Dr Groom’s research is focused on how immune cell location and interactions control immune responses. This interest was piqued during her PhD at the Garvan Institute that investigated cellular signalling critical to lupus autoimmunity. Her research revealed a novel mechanism of autoantibody production, which was pivotal in licensing the BAFF blocking antibody, Belimumab, for lupus treatment. During her postdoctoral fellowship at Massachusetts General Hospital / Harvard Medical School, Dr Groom found how chemokine regulation was not only critical for T cell positioning but also unintuitively for T cell priming. Dr Groom is now a Laboratory Head in the Immunology Division at the Walter and Eliza Hall Institute. She uses advanced in vivo and 3D imaging platforms and molecular analysis to dissect the T cell interactions that independently balance fate decisions between T cell effector function and memory formation. Her goal is to identify context-dependent strategies to harness this T cell differentiation axis; either to stimulate potent T cell effector function for the elimination of chronic infection and cancer, or to amplify the formation and longevity of cellular memory to prevent current and emerging infectious diseases.

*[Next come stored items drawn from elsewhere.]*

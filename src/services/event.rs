//! Event catalog service
//!
//! Owns the catalog business rules: creation and update validation, the
//! lifecycle state machine with its publish guards and cancellation
//! cascade, and the deletion guard.

use chrono::{DateTime, Utc};
use tracing::{debug, info};

use crate::utils::logging::log_event_action;

use crate::config::Settings;
use crate::database::repositories::EventRepository;
use crate::models::event::{
    CreateEventRequest, Event, EventFilters, EventPage, EventStatus, EventWithDetails,
    UpdateEventRequest,
};
use crate::models::pagination::{Page, Pagination};
use crate::models::ticket::NewTicket;
use crate::models::user::AuthContext;
use crate::utils::errors::{EventlyError, Result};

/// Event service for catalog operations
#[derive(Clone)]
pub struct EventService {
    events: EventRepository,
    settings: Settings,
}

impl EventService {
    pub fn new(events: EventRepository, settings: Settings) -> Self {
        Self { events, settings }
    }

    /// Create a new DRAFT event with its tickets and questions
    pub async fn create_event(
        &self,
        organiser_id: i64,
        request: CreateEventRequest,
    ) -> Result<EventWithDetails> {
        debug!(organiser_id = organiser_id, name = %request.name, "Creating event");

        if request.end_date_time <= request.start_date_time {
            return Err(EventlyError::Validation(
                "Event end date must be after the start date".to_string(),
            ));
        }

        if request.start_date_time < Utc::now() {
            return Err(EventlyError::Validation(
                "Event start date must be in the future".to_string(),
            ));
        }

        if request.capacity < 1 {
            return Err(EventlyError::Validation(
                "Event capacity must be positive".to_string(),
            ));
        }

        if !request.pricing.is_free() && request.pricing.tickets().is_empty() {
            return Err(EventlyError::Validation(
                "At least one ticket type is required".to_string(),
            ));
        }

        for ticket in request.pricing.tickets() {
            validate_new_ticket(ticket, request.end_date_time)?;
        }

        let details = self.events.create(organiser_id, &request).await?;
        log_event_action(details.event.id, "create", organiser_id, None);

        Ok(details)
    }

    /// List events with filters and pagination. Non-admin callers cannot
    /// widen the status filter beyond their own events.
    pub async fn get_all_events(
        &self,
        mut filters: EventFilters,
        page: Page,
        ctx: Option<&AuthContext>,
    ) -> Result<EventPage> {
        if page.limit < 1 || page.limit > self.settings.registration.max_page_size {
            return Err(EventlyError::Validation(format!(
                "Limit must be between 1 and {}",
                self.settings.registration.max_page_size
            )));
        }

        if filters.include_all_statuses && !ctx.is_some_and(AuthContext::is_admin) {
            filters.include_all_statuses = false;
        }

        let (events, total) = self.events.list(&filters, page).await?;

        Ok(EventPage {
            events,
            pagination: Pagination::new(total, page),
        })
    }

    /// Get event by ID
    pub async fn get_event_by_id(&self, event_id: i64) -> Result<Event> {
        self.events
            .find_by_id(event_id)
            .await?
            .ok_or(EventlyError::NotFound {
                entity: "Event",
                id: event_id,
            })
    }

    /// Get the fully hydrated event
    pub async fn get_event_with_details(&self, event_id: i64) -> Result<EventWithDetails> {
        self.events
            .find_with_details(event_id)
            .await?
            .ok_or(EventlyError::NotFound {
                entity: "Event",
                id: event_id,
            })
    }

    /// Update an event. COMPLETED events are immutable; free/paid toggles
    /// carry their own rules (see below).
    pub async fn update_event(
        &self,
        event_id: i64,
        request: UpdateEventRequest,
        ctx: &AuthContext,
    ) -> Result<EventWithDetails> {
        let existing = self.get_event_by_id(event_id).await?;
        authorize_event_access(&existing, ctx)?;

        if existing.status == EventStatus::Completed {
            return Err(EventlyError::Validation(
                "Cannot update a completed event".to_string(),
            ));
        }

        let start = request.start_date_time.unwrap_or(existing.start_date_time);
        let end = request.end_date_time.unwrap_or(existing.end_date_time);
        if end <= start {
            return Err(EventlyError::Validation(
                "Event end date must be after the start date".to_string(),
            ));
        }

        // Turning an event paid needs tickets in the same update; the
        // paid-to-free guard runs inside the repository transaction where
        // the registration count is stable
        if request.is_free == Some(false)
            && existing.is_free
            && request
                .tickets
                .as_ref()
                .map_or(true, |tickets| tickets.is_empty())
        {
            return Err(EventlyError::Validation(
                "At least one ticket type is required for paid events".to_string(),
            ));
        }

        if let Some(tickets) = &request.tickets {
            for ticket in tickets {
                validate_new_ticket(ticket, end)?;
            }
        }

        self.events.update(event_id, &request).await?;
        log_event_action(event_id, "update", ctx.user_id, None);

        self.get_event_with_details(event_id).await
    }

    /// Transition an event's lifecycle status. Publishing checks the
    /// question/ticket guards; cancelling a published event bulk-cancels
    /// its live registrations in the same transaction.
    pub async fn update_event_status(
        &self,
        event_id: i64,
        status: EventStatus,
        ctx: &AuthContext,
    ) -> Result<Event> {
        let existing = self.get_event_by_id(event_id).await?;
        authorize_event_access(&existing, ctx)?;

        validate_status_transition(existing.status, status)?;

        if status == EventStatus::Published {
            let question_count = self.events.count_questions(event_id).await?;
            if question_count == 0 {
                return Err(EventlyError::Validation(
                    "Events must have at least one question before publishing".to_string(),
                ));
            }

            if !existing.is_free {
                let ticket_count = self.events.count_tickets(event_id).await?;
                if ticket_count == 0 {
                    return Err(EventlyError::Validation(
                        "Paid events must have at least one ticket type before publishing"
                            .to_string(),
                    ));
                }
            }
        }

        let event = if status == EventStatus::Cancelled && existing.status == EventStatus::Published
        {
            // TODO: refunds and cancellation notifications for paid registrations
            let (event, cancelled) = self.events.cancel_with_registrations(event_id).await?;
            info!(
                event_id = event_id,
                cancelled_registrations = cancelled,
                "Event cancelled with registrations"
            );
            event
        } else {
            self.events.update_status(event_id, status).await?
        };

        log_event_action(event_id, "status", ctx.user_id, Some(&status.to_string()));

        Ok(event)
    }

    /// Delete an event outright. Only possible while nothing references it;
    /// events with registrations must be cancelled instead.
    pub async fn delete_event(&self, event_id: i64, ctx: &AuthContext) -> Result<()> {
        let existing = self.get_event_by_id(event_id).await?;
        authorize_event_access(&existing, ctx)?;

        let registration_count = self.events.count_registrations(event_id).await?;
        if registration_count > 0 {
            return Err(EventlyError::Validation(
                "Cannot delete an event with registrations. Please cancel the event instead."
                    .to_string(),
            ));
        }

        self.events.delete(event_id).await?;
        log_event_action(event_id, "delete", ctx.user_id, None);

        Ok(())
    }
}

/// Lifecycle guard: DRAFT -> PUBLISHED -> CANCELLED, CANCELLED -> DRAFT,
/// COMPLETED terminal, COMPLETED never a manual target
pub fn validate_status_transition(from: EventStatus, to: EventStatus) -> Result<()> {
    let rejected = match (from, to) {
        (EventStatus::Completed, _) => true,
        (_, EventStatus::Completed) => true,
        (EventStatus::Cancelled, to) => to != EventStatus::Draft,
        _ => false,
    };

    if rejected {
        return Err(EventlyError::InvalidStateTransition {
            from: from.to_string(),
            to: to.to_string(),
        });
    }

    Ok(())
}

/// Organiser-owns-event check with admin override
pub fn authorize_event_access(event: &Event, ctx: &AuthContext) -> Result<()> {
    if ctx.is_admin() || event.organiser_id == ctx.user_id {
        return Ok(());
    }

    Err(EventlyError::Authorization(
        "You do not have access to this event".to_string(),
    ))
}

fn validate_new_ticket(ticket: &NewTicket, event_end: DateTime<Utc>) -> Result<()> {
    if ticket.sales_end <= ticket.sales_start {
        return Err(EventlyError::Validation(
            "Ticket sales end date must be after sales start date".to_string(),
        ));
    }

    if ticket.sales_end > event_end {
        return Err(EventlyError::Validation(
            "Ticket sales cannot end after the event ends".to_string(),
        ));
    }

    if ticket.price.is_sign_negative() {
        return Err(EventlyError::Validation(
            "Ticket price cannot be negative".to_string(),
        ));
    }

    if ticket.quantity_total < 1 {
        return Err(EventlyError::Validation(
            "Ticket quantity must be positive".to_string(),
        ));
    }

    Ok(())
}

T cell activation and differentiation
Within secondary lymphoid organs, naïve T cells dynamically interact with distinct conventional dendritic cell subsets to mediate fate decisions.These interactions ultimately determine the success of T cell responses; whether pathogens or cancer cells are eliminated by effector cells, and if immunological memory is generated for long-lasting protection. This lecture will cover professional antigen presentation and the context-specific signals that lead to the differentiation of CD8+ T cell effector and memory responses and CD4+ T helper differentiation. In addition, we will discuss the latest research indicating that the T cell differentiation axis is disrupted in severe SARS-CoV-2 infection.